* _Instructions for the task_:
Whenever the word "super" appears in a line of the data below, copy that line.

* _Record set_:
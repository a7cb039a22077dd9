//! Explicit registry of writer backends, keyed by storage type

use std::collections::HashMap;
use std::fmt;

use super::csv::{CsvFileWriter, STORAGE_TYPE as CSV_STORAGE_TYPE};
use super::errors::PersistResult;
use super::RecordWriter;
use crate::config::EngineConfig;
use crate::record::CsvRecord;
#[cfg(feature = "sqlite")]
use crate::record::SqlRecord;

/// Creates a writer for the given configuration.
pub type WriterFactory<R> =
    Box<dyn Fn(&EngineConfig) -> PersistResult<Box<dyn RecordWriter<R>>> + Send + Sync>;

/// Maps storage type names to writer factories.
pub struct WriterRegistry<R> {
    factories: HashMap<String, WriterFactory<R>>,
}

impl<R> Default for WriterRegistry<R> {
    fn default() -> Self {
        Self {
            factories: HashMap::new(),
        }
    }
}

impl<R: 'static> fmt::Debug for WriterRegistry<R> {
    fn fmt(&self, f: &mut fmt::Formatter<'_>) -> fmt::Result {
        f.debug_struct("WriterRegistry")
            .field("storage_types", &self.names())
            .finish()
    }
}

impl<R: 'static> WriterRegistry<R> {
    /// Create an empty registry.
    pub fn new() -> Self {
        Self::default()
    }

    /// Registers a factory, replacing any previous one for the same name.
    pub fn register<F>(&mut self, storage_type: impl Into<String>, factory: F)
    where
        F: Fn(&EngineConfig) -> PersistResult<Box<dyn RecordWriter<R>>> + Send + Sync + 'static,
    {
        let storage_type = storage_type.into().to_lowercase();
        if self.factories.insert(storage_type.clone(), Box::new(factory)).is_some() {
            tracing::debug!(storage_type = %storage_type, "replaced writer factory");
        }
    }

    /// Whether a factory is registered for the name (case-insensitive).
    pub fn contains(&self, storage_type: &str) -> bool {
        self.factories.contains_key(&storage_type.to_lowercase())
    }

    /// Creates a writer, or `None` if the name is unknown.
    pub fn create(
        &self,
        storage_type: &str,
        config: &EngineConfig,
    ) -> Option<PersistResult<Box<dyn RecordWriter<R>>>> {
        self.factories
            .get(&storage_type.to_lowercase())
            .map(|factory| factory(config))
    }

    /// Registered names, sorted.
    pub fn names(&self) -> Vec<&str> {
        let mut names: Vec<&str> = self.factories.keys().map(String::as_str).collect();
        names.sort_unstable();
        names
    }
}

impl<R: CsvRecord> WriterRegistry<R> {
    /// Registry with the built-in backends (`csv`).
    pub fn with_defaults() -> Self {
        let mut registry = Self::new();
        registry.register(CSV_STORAGE_TYPE, |config: &EngineConfig| {
            let writer: Box<dyn RecordWriter<R>> = Box::new(CsvFileWriter::<R>::from_config(config));
            Ok(writer)
        });
        registry
    }
}

#[cfg(feature = "sqlite")]
impl<R: SqlRecord> WriterRegistry<R> {
    /// Adds the `sqlite` backend.
    pub fn with_sqlite(mut self) -> Self {
        self.register(super::sqlite::STORAGE_TYPE, |config: &EngineConfig| {
            let writer: Box<dyn RecordWriter<R>> = Box::new(super::sqlite::SqliteWriter::<R>::from_config(config));
            Ok(writer)
        });
        self
    }
}

#[cfg(test)]
mod tests {
    use super::*;
    use crate::batch::BatchCursor;
    use crate::record::SaveOptions;

    struct NullWriter;

    impl RecordWriter<u32> for NullWriter {
        fn storage_type(&self) -> &str {
            "null"
        }

        fn setup(&mut self) -> PersistResult<()> {
            Ok(())
        }

        fn write_batch(&mut self, cursor: &mut BatchCursor<u32>, _options: &SaveOptions) -> PersistResult<()> {
            while cursor.has_unsaved() {
                cursor.advance();
            }
            Ok(())
        }
    }

    #[test]
    fn test_register_and_create() {
        let mut registry: WriterRegistry<u32> = WriterRegistry::new();
        registry.register("Null", |_config: &EngineConfig| {
            let writer: Box<dyn RecordWriter<u32>> = Box::new(NullWriter);
            Ok(writer)
        });

        assert!(registry.contains("null"));
        assert_eq!(registry.names(), vec!["null"]);

        let writer = registry.create("NULL", &EngineConfig::default()).unwrap().unwrap();
        assert_eq!(writer.storage_type(), "null");
    }

    #[test]
    fn test_debug_lists_storage_types() {
        let registry: WriterRegistry<crate::trade::TradeRecord> = WriterRegistry::with_defaults();
        let debug = format!("{:?}", registry);
        assert!(debug.contains("WriterRegistry"));
        assert!(debug.contains("\"csv\""));
    }

    #[test]
    fn test_unknown_storage_type() {
        let registry: WriterRegistry<u32> = WriterRegistry::new();
        assert!(registry.create("mysql", &EngineConfig::default()).is_none());
    }

    #[test]
    fn test_defaults_provide_csv() {
        let registry: WriterRegistry<crate::trade::TradeRecord> = WriterRegistry::with_defaults();
        assert_eq!(registry.names(), vec!["csv"]);

        let writer = registry.create("csv", &EngineConfig::default()).unwrap().unwrap();
        assert_eq!(writer.storage_type(), "csv");
    }

    #[cfg(feature = "sqlite")]
    #[test]
    fn test_sqlite_is_added_on_request() {
        let registry: WriterRegistry<crate::trade::TradeRecord> = WriterRegistry::with_defaults().with_sqlite();
        assert_eq!(registry.names(), vec!["csv", "sqlite"]);

        let writer = registry.create("SQLite", &EngineConfig::default()).unwrap().unwrap();
        assert_eq!(writer.storage_type(), "sqlite");
    }
}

* _Solution for this problem_:
use super::csv::{CsvFileWriter, STORAGE_TYPE as CSV_STORAGE_TYPE};
use super::errors::PersistResult;
use super::RecordWriter;
        self.register(super::sqlite::STORAGE_TYPE, |config: &EngineConfig| {
            let writer: Box<dyn RecordWriter<R>> = Box::new(super::sqlite::SqliteWriter::<R>::from_config(config));
    use super::*;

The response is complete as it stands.